Apparatus for trimming metal

Abstract

An apparatus for trimming scrap from a blank 10 is provided including a clamping pad 12 holding a blank 14 against a steady blade 16. A moving blade 18 with a radius 24 works in combination with a support element 30,in communication with the scrap 26, to reduce defects in the blank 14 associated with the trimming process.

Description

TECHNICAL FIELD

[0001] The present invention relates generally to an apparatus for trimming metal and more particularly to an apparatus for trimming metal that reduces defects.

BACKGROUND

[0002] Modern product design and manufacturing often utilizes a wide variety of materials. Where once low carbon steel predominated, a variety of new materials such as aluminum alloys are now being utilized. These new materials, often are capable of reducing weight, increasing strength and improving product efficiency. Although such alternative materials may provide a variety of benefits in product manufacturing and design, these same materials may present difficulties when subjected to manufacturing processes originally designed for low carbon steel.

[0003] One such manufacturing area where difficulties may arise is in trimming operations. Alternative materials such as aluminum alloys can demonstrate different technological behavior due to differences in mechanical and surface properties and mass density when subjected to trimming operations. These difficulties may give rise to defects arising directly from the trimming process or arising from later operations due to effects caused by the trimming process.

[0004] One defect known to arise directly from the trimming process is the generation slivers. The generation of slivers, and similar problem finishes, is highly undesirable as such slivers may get attached to the blank surface and distributed to the dies following the trimming operation. The accumulation of slivers on both these dies and the blank surfaces can result in an unacceptable surface finish when the blank is subjected to press operations. The press operations can cause the slivers located on either the dies or the blanks to be forced into the blank surface.

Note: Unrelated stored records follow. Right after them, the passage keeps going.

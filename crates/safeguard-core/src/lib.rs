//! Safeguard account layer.
//!
//! Registration and login over the local store, per-user preferences, the
//! in-memory session, and the not-yet-built safety features.

pub mod accounts;
pub mod error;
pub mod features;
pub mod password;
pub mod preferences;
pub mod session;

use std::sync::Arc;

use safeguard_db::Database;

pub use accounts::AccountDirectory;
pub use error::{Result, ServiceError};
pub use password::PasswordScheme;
pub use preferences::PreferencesStore;
pub use session::{Session, SessionState};

/// Services sharing one database handle.
pub struct Safeguard {
    pub accounts: AccountDirectory,
    pub preferences: PreferencesStore,
}

impl Safeguard {
    pub fn new(db: Database, scheme: PasswordScheme) -> Self {
        let db = Arc::new(db);
        Self {
            accounts: AccountDirectory::new(db.clone(), scheme),
            preferences: PreferencesStore::new(db),
        }
    }
}
//! Database row types — these map directly to SQLite rows.
//! Conversions into the shared models drop the stored credential.

use safeguard_types::{Profile, SettingsRecord, UserId};

pub struct UserRow {
    pub user_id: i64,
    pub username: String,
    /// Stored credential hash (Argon2id PHC string or legacy SHA-256 hex).
    pub password: String,
    pub name: String,
    pub email: String,
}

impl UserRow {
    pub fn id(&self) -> UserId {
        UserId(self.user_id)
    }

    pub fn profile(&self) -> Profile {
        Profile {
            user_id: self.id(),
            username: self.username.clone(),
            name: self.name.clone(),
            email: self.email.clone(),
        }
    }
}

pub struct SettingsRow {
    pub setting_id: i64,
    pub user_id: i64,
    pub notification: bool,
    pub notification_sound: String,
    pub vibration_pattern: String,
    pub location_tracking: bool,
    pub location_sharing: bool,
}

impl From<SettingsRow> for SettingsRecord {
    fn from(row: SettingsRow) -> Self {
        Self {
            notification: row.notification,
            notification_sound: row.notification_sound,
            vibration_pattern: row.vibration_pattern,
            location_tracking: row.location_tracking,
            location_sharing: row.location_sharing,
        }
    }
}
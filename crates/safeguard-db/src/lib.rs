pub mod migrations;
pub mod models;
pub mod queries;

use anyhow::Result;
use rusqlite::Connection;
use std::path::Path;
use std::sync::Mutex;
use tracing::info;

/// Local SQLite store holding users, settings, check-ins, alerts and contacts.
pub struct Database {
    conn: Mutex<Connection>,
}

impl Database {
    pub fn open(path: &Path) -> Result<Self> {
        let conn = Connection::open(path)?;

        conn.pragma_update(None, "journal_mode", "WAL")?;
        conn.pragma_update(None, "foreign_keys", "ON")?;

        migrations::run(&conn)?;

        info!("Database opened at {}", path.display());
        Ok(Self {
            conn: Mutex::new(conn),
        })
    }

    /// Fresh private database, gone when dropped. Used by tests.
    pub fn open_in_memory() -> Result<Self> {
        let conn = Connection::open_in_memory()?;
        conn.pragma_update(None, "foreign_keys", "ON")?;

        migrations::run(&conn)?;

        Ok(Self {
            conn: Mutex::new(conn),
        })
    }

    pub fn with_conn<F, T>(&self, f: F) -> Result<T>
    where
        F: FnOnce(&Connection) -> Result<T>,
    {
        let conn = self.conn.lock().map_err(|e| anyhow::anyhow!("DB lock poisoned: {}", e))?;
        f(&conn)
    }
}

/// True when `err` came from a UNIQUE constraint rejecting an insert.
pub fn is_unique_violation(err: &anyhow::Error) -> bool {
    match err.downcast_ref::<rusqlite::Error>() {
        Some(rusqlite::Error::SqliteFailure(e, _)) => {
            e.extended_code == rusqlite::ffi::SQLITE_CONSTRAINT_UNIQUE
        }
        _ => false,
    }
}
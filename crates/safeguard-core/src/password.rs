use std::fmt;
use std::str::FromStr;

use argon2::{
    Argon2, PasswordHash, PasswordHasher, PasswordVerifier,
    password_hash::{self, SaltString, rand_core::OsRng},
};
use sha2::{Digest, Sha256};
use thiserror::Error;

use crate::error::{Result, ServiceError};

/// How new credentials are hashed.
///
/// `LegacySha256` is an unsalted single-round SHA-256 hex digest, kept only
/// so data files from the first release stay usable byte-for-byte. It is
/// weak against offline guessing; prefer `Argon2id`.
#[derive(Debug, Clone, Copy, PartialEq, Eq, Default)]
pub enum PasswordScheme {
    #[default]
    Argon2id,
    LegacySha256,
}

/// Outcome of checking a password against a stored hash.
#[derive(Debug, Clone, Copy, PartialEq, Eq)]
pub enum Verification {
    Mismatch,
    Match,
    /// Correct password, but stored in a weaker format than the active scheme.
    Outdated,
}

#[derive(Error, Debug)]
#[error("unknown password scheme: {0} (expected argon2id or legacy-sha256)")]
pub struct UnknownScheme(pub String);

impl FromStr for PasswordScheme {
    type Err = UnknownScheme;

    fn from_str(s: &str) -> std::result::Result<Self, Self::Err> {
        match s.trim().to_ascii_lowercase().as_str() {
            "argon2" | "argon2id" => Ok(Self::Argon2id),
            "legacy" | "legacy-sha256" | "sha256" => Ok(Self::LegacySha256),
            other => Err(UnknownScheme(other.to_string())),
        }
    }
}

impl fmt::Display for PasswordScheme {
    fn fmt(&self, f: &mut fmt::Formatter<'_>) -> fmt::Result {
        match self {
            Self::Argon2id => f.write_str("argon2id"),
            Self::LegacySha256 => f.write_str("legacy-sha256"),
        }
    }
}

impl PasswordScheme {
    pub fn hash(self, password: &str) -> Result<String> {
        match self {
            Self::Argon2id => {
                let salt = SaltString::generate(&mut OsRng);
                let hash = Argon2::default()
                    .hash_password(password.as_bytes(), &salt)
                    .map_err(|e| ServiceError::Hashing(e.to_string()))?;
                Ok(hash.to_string())
            }
            Self::LegacySha256 => Ok(legacy_digest(password)),
        }
    }

    /// Check `password` against `stored`, which may be in either format.
    pub fn verify(self, stored: &str, password: &str) -> Result<Verification> {
        let phc = is_phc(stored);

        let matched = if phc {
            let parsed =
                PasswordHash::new(stored).map_err(|e| ServiceError::Hashing(e.to_string()))?;
            match Argon2::default().verify_password(password.as_bytes(), &parsed) {
                Ok(()) => true,
                Err(password_hash::Error::Password) => false,
                Err(e) => return Err(ServiceError::Hashing(e.to_string())),
            }
        } else {
            legacy_digest(password) == stored
        };

        Ok(match (matched, self, phc) {
            (false, _, _) => Verification::Mismatch,
            (true, Self::Argon2id, false) => Verification::Outdated,
            (true, _, _) => Verification::Match,
        })
    }
}

fn legacy_digest(password: &str) -> String {
    hex::encode(Sha256::digest(password.as_bytes()))
}

fn is_phc(stored: &str) -> bool {
    stored.starts_with("$argon2")
}

#[cfg(test)]
mod tests {
    use super::*;

    #[test]
    fn legacy_digest_is_plain_sha256_hex() {
        let hash = PasswordScheme::LegacySha256.hash("abc").unwrap();
        assert_eq!(
            hash,
            "ba7816bf8f01cfea414140de5dae2223b00361a396177a9cb410ff61f20015ad"
        );
    }

    #[test]
    fn argon2_hash_is_salted() {
        let a = PasswordScheme::Argon2id.hash("pw1").unwrap();
        let b = PasswordScheme::Argon2id.hash("pw1").unwrap();
        assert!(a.starts_with("$argon2id$"));
        assert_ne!(a, b);
    }

    #[test]
    fn argon2_verify() {
        let scheme = PasswordScheme::Argon2id;
        let stored = scheme.hash("pw1").unwrap();
        assert_eq!(scheme.verify(&stored, "pw1").unwrap(), Verification::Match);
        assert_eq!(scheme.verify(&stored, "wrong").unwrap(), Verification::Mismatch);
    }

    #[test]
    fn legacy_hash_is_outdated_under_argon2() {
        let stored = PasswordScheme::LegacySha256.hash("pw1").unwrap();

        assert_eq!(
            PasswordScheme::Argon2id.verify(&stored, "pw1").unwrap(),
            Verification::Outdated
        );
        assert_eq!(
            PasswordScheme::LegacySha256.verify(&stored, "pw1").unwrap(),
            Verification::Match
        );
        assert_eq!(
            PasswordScheme::Argon2id.verify(&stored, "nope").unwrap(),
            Verification::Mismatch
        );
    }

    #[test]
    fn argon2_hash_still_verifies_in_legacy_mode() {
        let stored = PasswordScheme::Argon2id.hash("pw1").unwrap();
        assert_eq!(
            PasswordScheme::LegacySha256.verify(&stored, "pw1").unwrap(),
            Verification::Match
        );
    }

    #[test]
    fn corrupt_phc_string_is_an_error() {
        let result = PasswordScheme::Argon2id.verify("$argon2id$v=19$m=abc,t=2,p=1$c2FsdHNhbHQ$aGFzaA", "pw1");
        assert!(matches!(result, Err(ServiceError::Hashing(_))));
    }

    #[test]
    fn parse_scheme_names() {
        assert_eq!("argon2id".parse::<PasswordScheme>().unwrap(), PasswordScheme::Argon2id);
        assert_eq!(
            " Legacy-SHA256 ".parse::<PasswordScheme>().unwrap(),
            PasswordScheme::LegacySha256
        );
        assert!("md5".parse::<PasswordScheme>().is_err());
        assert_eq!(PasswordScheme::LegacySha256.to_string(), "legacy-sha256");
    }
}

[0005] Known systems for dealing with such slivers commonly focus on the removal of the slivers from the dies and the blanks rather than prevention of sliver generation. The removal of slivers from the dies and the blanks can be time-consuming and expensive. Often the cleaning of dies requires the interruption of automated stamping processes, which is highly undesirable. Furthermore, close visual inspection of a part surface finish is often required and additional metal work may be required to repair indentations caused by the slivers. These processes add to the cost and time of product manufacture and may lead to an increase in the number of parts that must be scrapped if repair is not feasible.

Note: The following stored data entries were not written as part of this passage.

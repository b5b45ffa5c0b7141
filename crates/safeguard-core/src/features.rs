//! Check-ins, alerts and contacts.
//!
//! Their tables exist, but no behaviour has been defined for them yet: where a
//! check-in location comes from, who an alert reaches, how contacts are
//! edited. Each operation checks the session and then reports
//! `NotImplemented` rather than guessing.

use tracing::debug;

use safeguard_types::Feature;

use crate::error::{Result, ServiceError};
use crate::session::Session;

pub fn check_in(session: &Session) -> Result<()> {
    unavailable(session, Feature::CheckIn)
}

pub fn view_checkins(session: &Session) -> Result<()> {
    unavailable(session, Feature::ViewCheckins)
}

pub fn send_alert(session: &Session) -> Result<()> {
    unavailable(session, Feature::SendAlert)
}

pub fn view_alerts(session: &Session) -> Result<()> {
    unavailable(session, Feature::ViewAlerts)
}

pub fn manage_contacts(session: &Session) -> Result<()> {
    unavailable(session, Feature::ManageContacts)
}

fn unavailable(session: &Session, feature: Feature) -> Result<()> {
    let user_id = session.require_user()?;
    debug!(%user_id, "Requested unimplemented feature: {}", feature);
    Err(ServiceError::NotImplemented(feature))
}
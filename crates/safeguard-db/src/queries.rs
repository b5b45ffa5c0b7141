use crate::Database;
use crate::models::{SettingsRow, UserRow};
use anyhow::Result;
use rusqlite::Connection;
use safeguard_types::{SettingsRecord, UserId};

impl Database {
    // -- Users --

    pub fn create_user(
        &self,
        username: &str,
        password_hash: &str,
        name: &str,
        email: &str,
    ) -> Result<UserId> {
        self.with_conn(|conn| {
            conn.execute(
                "INSERT INTO users (username, password, name, email) VALUES (?1, ?2, ?3, ?4)",
                (username, password_hash, name, email),
            )?;
            Ok(UserId(conn.last_insert_rowid()))
        })
    }

    pub fn get_user_by_username(&self, username: &str) -> Result<Option<UserRow>> {
        self.with_conn(|conn| query_user(conn, "username = ?1", &username))
    }

    pub fn get_user_by_id(&self, id: UserId) -> Result<Option<UserRow>> {
        self.with_conn(|conn| query_user(conn, "user_id = ?1", &id.0))
    }

    /// Returns false when no such user exists.
    pub fn update_user_profile(&self, id: UserId, name: &str, email: &str) -> Result<bool> {
        self.with_conn(|conn| {
            let changed = conn.execute(
                "UPDATE users SET name = ?1, email = ?2 WHERE user_id = ?3",
                rusqlite::params![name, email, id.0],
            )?;
            Ok(changed > 0)
        })
    }

    pub fn update_user_password(&self, id: UserId, password_hash: &str) -> Result<bool> {
        self.with_conn(|conn| {
            let changed = conn.execute(
                "UPDATE users SET password = ?1 WHERE user_id = ?2",
                rusqlite::params![password_hash, id.0],
            )?;
            Ok(changed > 0)
        })
    }

    // -- Settings --

    pub fn get_settings(&self, user_id: UserId) -> Result<Option<SettingsRow>> {
        self.with_conn(|conn| query_settings(conn, user_id))
    }

    /// Insert or overwrite the settings row owned by `user_id`.
    pub fn upsert_settings(&self, user_id: UserId, settings: &SettingsRecord) -> Result<()> {
        self.with_conn(|conn| {
            conn.execute(
                "INSERT INTO settings
                    (user_id, notification, notification_sound, vibration_pattern,
                     location_tracking, location_sharing)
                 VALUES (?1, ?2, ?3, ?4, ?5, ?6)
                 ON CONFLICT(user_id) DO UPDATE SET
                    notification = excluded.notification,
                    notification_sound = excluded.notification_sound,
                    vibration_pattern = excluded.vibration_pattern,
                    location_tracking = excluded.location_tracking,
                    location_sharing = excluded.location_sharing",
                rusqlite::params![
                    user_id.0,
                    settings.notification,
                    settings.notification_sound,
                    settings.vibration_pattern,
                    settings.location_tracking,
                    settings.location_sharing,
                ],
            )?;
            Ok(())
        })
    }
}

fn query_user(
    conn: &Connection,
    predicate: &str,
    key: &dyn rusqlite::types::ToSql,
) -> Result<Option<UserRow>> {
    let sql = format!(
        "SELECT user_id, username, password, name, email FROM users WHERE {}",
        predicate
    );
    let mut stmt = conn.prepare(&sql)?;

    let row = stmt
        .query_row([key], |row| {
            Ok(UserRow {
                user_id: row.get(0)?,
                username: row.get(1)?,
                password: row.get(2)?,
                name: row.get(3)?,
                email: row.get(4)?,
            })
        })
        .optional()?;

    Ok(row)
}

fn query_settings(conn: &Connection, user_id: UserId) -> Result<Option<SettingsRow>> {
    let mut stmt = conn.prepare(
        "SELECT setting_id, user_id, notification, notification_sound, vibration_pattern,
                location_tracking, location_sharing
         FROM settings WHERE user_id = ?1",
    )?;

    // Columns carry defaults but not NOT NULL, so tolerate NULLs from old files.
    let row = stmt
        .query_row([user_id.0], |row| {
            Ok(SettingsRow {
                setting_id: row.get(0)?,
                user_id: row.get(1)?,
                notification: row.get::<_, Option<bool>>(2)?.unwrap_or_default(),
                notification_sound: row.get::<_, Option<String>>(3)?.unwrap_or_default(),
                vibration_pattern: row.get::<_, Option<String>>(4)?.unwrap_or_default(),
                location_tracking: row.get::<_, Option<bool>>(5)?.unwrap_or_default(),
                location_sharing: row.get::<_, Option<bool>>(6)?.unwrap_or_default(),
            })
        })
        .optional()?;

    Ok(row)
}

/// Extension trait for optional query results
trait OptionalExt<T> {
    fn optional(self) -> Result<Option<T>>;
}

impl<T> OptionalExt<T> for std::result::Result<T, rusqlite::Error> {
    fn optional(self) -> Result<Option<T>> {
        match self {
            Ok(val) => Ok(Some(val)),
            Err(rusqlite::Error::QueryReturnedNoRows) => Ok(None),
            Err(e) => Err(e.into()),
        }
    }
}

#[cfg(test)]
mod tests {
    use super::*;

    fn settings_rows(db: &Database, user_id: UserId) -> i64 {
        db.with_conn(|conn| {
            Ok(conn.query_row(
                "SELECT COUNT(*) FROM settings WHERE user_id = ?1",
                [user_id.0],
                |r| r.get(0),
            )?)
        })
        .unwrap()
    }

    #[test]
    fn user_lookup_by_name_and_id() {
        let db = Database::open_in_memory().unwrap();
        let id = db.create_user("alice", "hash", "Alice", "a@x.com").unwrap();

        let by_name = db.get_user_by_username("alice").unwrap().unwrap();
        assert_eq!(by_name.id(), id);
        assert_eq!(by_name.password, "hash");

        let by_id = db.get_user_by_id(id).unwrap().unwrap();
        assert_eq!(by_id.username, "alice");
        assert_eq!(by_id.profile().email, "a@x.com");

        assert!(db.get_user_by_username("bob").unwrap().is_none());
        assert!(db.get_user_by_id(UserId(id.0 + 100)).unwrap().is_none());
    }

    #[test]
    fn ids_are_distinct() {
        let db = Database::open_in_memory().unwrap();
        let a = db.create_user("a", "h", "A", "a@x").unwrap();
        let b = db.create_user("b", "h", "B", "b@x").unwrap();
        assert_ne!(a, b);
    }

    #[test]
    fn profile_update_reports_missing_user() {
        let db = Database::open_in_memory().unwrap();
        let id = db.create_user("alice", "h", "Alice", "a@x.com").unwrap();

        assert!(db.update_user_profile(id, "Alice B", "ab@x.com").unwrap());
        let row = db.get_user_by_id(id).unwrap().unwrap();
        assert_eq!(row.name, "Alice B");
        assert_eq!(row.email, "ab@x.com");

        assert!(!db.update_user_profile(UserId(999), "X", "x@x").unwrap());
    }

    #[test]
    fn password_update() {
        let db = Database::open_in_memory().unwrap();
        let id = db.create_user("alice", "old", "Alice", "a@x.com").unwrap();

        assert!(db.update_user_password(id, "new").unwrap());
        assert_eq!(db.get_user_by_id(id).unwrap().unwrap().password, "new");
    }

    #[test]
    fn settings_upsert_keeps_single_row() {
        let db = Database::open_in_memory().unwrap();
        let id = db.create_user("alice", "h", "Alice", "a@x.com").unwrap();
        assert!(db.get_settings(id).unwrap().is_none());

        let first = SettingsRecord {
            notification: true,
            notification_sound: "chime".into(),
            ..Default::default()
        };
        db.upsert_settings(id, &first).unwrap();

        let second = SettingsRecord {
            vibration_pattern: "long-short".into(),
            location_sharing: true,
            ..Default::default()
        };
        db.upsert_settings(id, &second).unwrap();

        assert_eq!(settings_rows(&db, id), 1);
        let stored: SettingsRecord = db.get_settings(id).unwrap().unwrap().into();
        assert_eq!(stored, second);
    }

    #[test]
    fn settings_require_existing_user() {
        let db = Database::open_in_memory().unwrap();
        let result = db.upsert_settings(UserId(7), &SettingsRecord::default());
        assert!(result.is_err());
    }

    #[test]
    fn settings_null_columns_read_as_defaults() {
        let db = Database::open_in_memory().unwrap();
        let id = db.create_user("alice", "h", "Alice", "a@x.com").unwrap();
        db.with_conn(|conn| {
            conn.execute(
                "INSERT INTO settings (user_id, notification, notification_sound)
                 VALUES (?1, NULL, NULL)",
                [id.0],
            )?;
            Ok(())
        })
        .unwrap();

        let stored: SettingsRecord = db.get_settings(id).unwrap().unwrap().into();
        assert_eq!(stored, SettingsRecord::default());
    }
}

[0006] Another approach to the elimination slivers, has been to attempt to increase the accuracy of the alignment of the upper and lower trimming steels. One such standard, that attempts to reduce the problem, requires the gap between the shearing edges to be 10% of the material thickness or less. This standard, however, can translate into gaps of less than 0.1 mm for some sheet metals. Other approaches have further limited the gap to even smaller percentages of material thickness and thereby further decrease the gap. Unfortunately, the tolerances required by such standards often exceed the capabilities of many trim dies and can still result in the production of slivers. This may result in time consuming and expensive procedures that may still fail to eliminate the production of slivers.

[0007] A second defect that may arise directly in the trimming operation is the production of burrs. Burrs are known to decrease the quality and accuracy of stamped parts and are the sources of potential splits in following operations. Again, current standards attempt to limit the production of burrs through accurate alignment of the upper and lower trimming steels. These standards attempt to minimize the gap between the shearing edges to 10% of the material thickness. Other methods suggest even smaller reduction in gap such as 0-5% of the material thickness. Again, such tolerances may be beyond the capabilities of many trim dies.

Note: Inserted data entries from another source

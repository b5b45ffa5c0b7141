use safeguard_types::Feature;
use thiserror::Error;

#[derive(Error, Debug)]
pub enum ServiceError {
    #[error("username already exists")]
    DuplicateUsername,

    #[error("user not found")]
    NotFound,

    #[error("invalid username or password")]
    InvalidCredentials,

    #[error("not logged in")]
    NotLoggedIn,

    #[error("{0} is not implemented yet")]
    NotImplemented(Feature),

    #[error("password hashing failed: {0}")]
    Hashing(String),

    #[error(transparent)]
    Storage(#[from] anyhow::Error),
}

pub type Result<T> = std::result::Result<T, ServiceError>;
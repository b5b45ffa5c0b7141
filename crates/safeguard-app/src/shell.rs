use std::io::{self, BufRead, Write};

use thiserror::Error;
use tracing::debug;

use safeguard_core::{Safeguard, ServiceError, Session, features};
use safeguard_types::SettingsRecord;

const HELP: &str = "\
Account:   register, login, logout
Profile:   profile, edit-profile
Settings:  settings, edit-settings
Safety:    check-in, check-ins, alert, alerts, contacts
Other:     help, quit

When editing, an empty answer keeps the current value and `-` clears it.";

#[derive(Error, Debug)]
enum ShellError {
    #[error(transparent)]
    Service(#[from] ServiceError),

    #[error(transparent)]
    Io(#[from] io::Error),

    #[error(transparent)]
    Json(#[from] serde_json::Error),

    #[error("input closed")]
    Eof,
}

enum Flow {
    Continue,
    Quit,
}

/// Line-oriented front end over the account services.
///
/// Service errors are printed and the loop carries on; only I/O failures
/// end the shell early.
pub struct Shell<'a, R, W> {
    app: &'a Safeguard,
    session: Session,
    input: R,
    out: W,
}

impl<'a, R: BufRead, W: Write> Shell<'a, R, W> {
    pub fn new(app: &'a Safeguard, input: R, out: W) -> Self {
        Self {
            app,
            session: Session::new(),
            input,
            out,
        }
    }

    /// Read commands until `quit` or end of input.
    pub fn run(&mut self) -> anyhow::Result<()> {
        writeln!(self.out, "Safeguard. Type `help` for commands.")?;

        loop {
            let prompt = if self.session.is_logged_in() {
                "safeguard> "
            } else {
                "safeguard (logged out)> "
            };

            let line = match self.ask(prompt) {
                Ok(line) => line,
                Err(ShellError::Eof) => break,
                Err(e) => return Err(e.into()),
            };
            let command = line.trim();
            if command.is_empty() {
                continue;
            }

            match self.dispatch(command) {
                Ok(Flow::Continue) => {}
                Ok(Flow::Quit) | Err(ShellError::Eof) => break,
                Err(ShellError::Service(e)) => writeln!(self.out, "error: {}", e)?,
                Err(e) => return Err(e.into()),
            }
        }

        if let Some(user_id) = self.session.logout() {
            debug!(%user_id, "Session closed on exit");
        }
        Ok(())
    }

    fn dispatch(&mut self, command: &str) -> Result<Flow, ShellError> {
        match command {
            "help" | "?" => writeln!(self.out, "{}", HELP)?,
            "register" => self.register()?,
            "login" => self.login()?,
            "logout" => self.logout()?,
            "profile" => self.show_profile()?,
            "edit-profile" => self.edit_profile()?,
            "settings" => self.show_settings()?,
            "edit-settings" => self.edit_settings()?,
            "check-in" => features::check_in(&self.session)?,
            "check-ins" => features::view_checkins(&self.session)?,
            "alert" => features::send_alert(&self.session)?,
            "alerts" => features::view_alerts(&self.session)?,
            "contacts" => features::manage_contacts(&self.session)?,
            "quit" | "exit" => return Ok(Flow::Quit),
            other => writeln!(self.out, "unknown command `{}` (try `help`)", other)?,
        }
        Ok(Flow::Continue)
    }

    fn register(&mut self) -> Result<(), ShellError> {
        let username = self.ask("Username: ")?;
        let password = self.ask("Password: ")?;
        let name = self.ask("Name: ")?;
        let email = self.ask("Email: ")?;

        self.app
            .accounts
            .register(&username, &password, &name, &email)?;
        writeln!(self.out, "Registration successful. You can now log in.")?;
        Ok(())
    }

    fn login(&mut self) -> Result<(), ShellError> {
        let username = self.ask("Username: ")?;
        let password = self.ask("Password: ")?;

        let user_id = self
            .session
            .login(&self.app.accounts, &username, &password)?;
        let name = self
            .app
            .accounts
            .profile(user_id)?
            .map(|p| p.name)
            .unwrap_or(username);
        writeln!(self.out, "Welcome, {}.", name)?;
        Ok(())
    }

    fn logout(&mut self) -> Result<(), ShellError> {
        match self.session.logout() {
            Some(_) => writeln!(self.out, "Logged out.")?,
            None => writeln!(self.out, "Not logged in.")?,
        }
        Ok(())
    }

    fn show_profile(&mut self) -> Result<(), ShellError> {
        let user_id = self.session.require_user()?;
        let profile = self
            .app
            .accounts
            .profile(user_id)?
            .ok_or(ServiceError::NotFound)?;
        writeln!(self.out, "{}", serde_json::to_string_pretty(&profile)?)?;
        Ok(())
    }

    fn edit_profile(&mut self) -> Result<(), ShellError> {
        let user_id = self.session.require_user()?;
        let current = self
            .app
            .accounts
            .profile(user_id)?
            .ok_or(ServiceError::NotFound)?;

        let name = self.ask_default("Name", &current.name)?;
        let email = self.ask_default("Email", &current.email)?;

        self.app.accounts.update_profile(user_id, &name, &email)?;
        writeln!(self.out, "Profile updated.")?;
        Ok(())
    }

    fn show_settings(&mut self) -> Result<(), ShellError> {
        let user_id = self.session.require_user()?;
        let settings = self
            .app
            .preferences
            .get_settings(user_id)?
            .unwrap_or_default();
        writeln!(self.out, "{}", serde_json::to_string_pretty(&settings)?)?;
        Ok(())
    }

    fn edit_settings(&mut self) -> Result<(), ShellError> {
        let user_id = self.session.require_user()?;
        let current = self
            .app
            .preferences
            .get_settings(user_id)?
            .unwrap_or_default();

        let record = SettingsRecord {
            notification: self.ask_flag("Notifications", current.notification)?,
            notification_sound: self
                .ask_default("Notification sound", &current.notification_sound)?,
            vibration_pattern: self.ask_default("Vibration pattern", &current.vibration_pattern)?,
            location_tracking: self.ask_flag("Location tracking", current.location_tracking)?,
            location_sharing: self.ask_flag("Location sharing", current.location_sharing)?,
        };

        self.app.preferences.save_settings(user_id, &record)?;
        writeln!(self.out, "Settings saved.")?;
        Ok(())
    }

    fn ask(&mut self, prompt: &str) -> Result<String, ShellError> {
        write!(self.out, "{}", prompt)?;
        self.out.flush()?;

        let mut line = String::new();
        if self.input.read_line(&mut line)? == 0 {
            return Err(ShellError::Eof);
        }
        Ok(line.trim_end_matches(['\n', '\r']).to_string())
    }

    fn ask_default(&mut self, label: &str, current: &str) -> Result<String, ShellError> {
        let answer = self.ask(&format!("{} [{}]: ", label, current))?;
        let value = match answer.trim() {
            "" => current.to_string(),
            "-" => String::new(),
            _ => answer.clone(),
        };
        Ok(value)
    }

    fn ask_flag(&mut self, label: &str, current: bool) -> Result<bool, ShellError> {
        let shown = if current { "y" } else { "n" };
        loop {
            let answer = self.ask(&format!("{} (y/n) [{}]: ", label, shown))?;
            let answer = answer.trim();
            if answer.is_empty() {
                return Ok(current);
            }
            match parse_flag(answer) {
                Some(value) => return Ok(value),
                None => writeln!(self.out, "Please answer y or n.")?,
            }
        }
    }
}

fn parse_flag(answer: &str) -> Option<bool> {
    match answer.to_ascii_lowercase().as_str() {
        "y" | "yes" | "true" | "on" | "1" => Some(true),
        "n" | "no" | "false" | "off" | "0" => Some(false),
        _ => None,
    }
}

[0008] In addition to those defects arising directly from the trimming operations, defects can arise in later operations such as hemming and flanging operations. These later arising defects often can be traced back to results from the trimming operation. Irregular trim surfaces can result in splits when the trimmed blank is later subjected to hemming or flanging. The production of these post trim defects can add to additional repair and may lead to an increase in the number of parts that must be scrapped if repair is not feasible.

[0009] Instead of attempting to repair defects after their production or reduce defects by impractical procedures, it would be more efficient and cost effective to improve the trimming process. A reduction in burr, sliver, and split production would decrease costs, reduce manufacturing time, improve surface finish and reduce scrap. It would, therefore, be desirable to have an apparatus for trimming that reduced the production of defects during the trimming process.

SUMMARY OF THE INVENTION

[0010] It is, therefore, an object of the present invention to provide an apparatus for trimming metal that reduces the generation of defects during operation.

[0011] In accordance with the object of the present invention, an apparatus for trimming scrap off a blank is provided. The apparatus for trimming scrap includes a steady blade and a clamping pad. The clamping pad holds a blank against the steady blade. A moving blade, including a radius adapted to reduce defects in the blank, moves past the steady blade to trim scrap off the blank. A support element is in communication with the scrap and is adapted to reduce defects in the blank associated with the trimming process.

[0012] Other objects and features of the present invention will become apparent when viewed in light of the detailed description of the preferred embodiment when taken in conjunction with the attached drawings and appended claims.

BRIEF DESCRIPTION OF THE DRAWINGS

[0013] FIG. 1 is an illustration of an embodiment of an apparatus for trimming metal in accordance with the present invention;

[0014] FIG. 2 is an illustration of an embodiment of the apparatus for trimming metal shown in FIG. 1 in a post-operation stage;

[0015] FIG. 3 is an illustration of an alternate embodiment of an apparatus for trimming metal in accordance with the present invention;

[0016] FIG. 4 is an illustration of an alternate embodiment of the apparatus for trimming metal shown in FIG. 3 in a post-operation stage;

[0017] FIG. 5 is an illustration of an embodiment of the apparatus for trimming metal shown in FIG. 3, the embodiment illustrating a elastic pad support;

[0018] FIG. 6 is an illustration of an embodiment of the apparatus for trimming metal shown in FIG. 3, the embodiment illustrating a hydraulic cylinder support; and

[0019] FIG. 7 is an illustration of an embodiment of the apparatus for trimming metal shown in FIG. 3, the embodiment illustrating a spring support.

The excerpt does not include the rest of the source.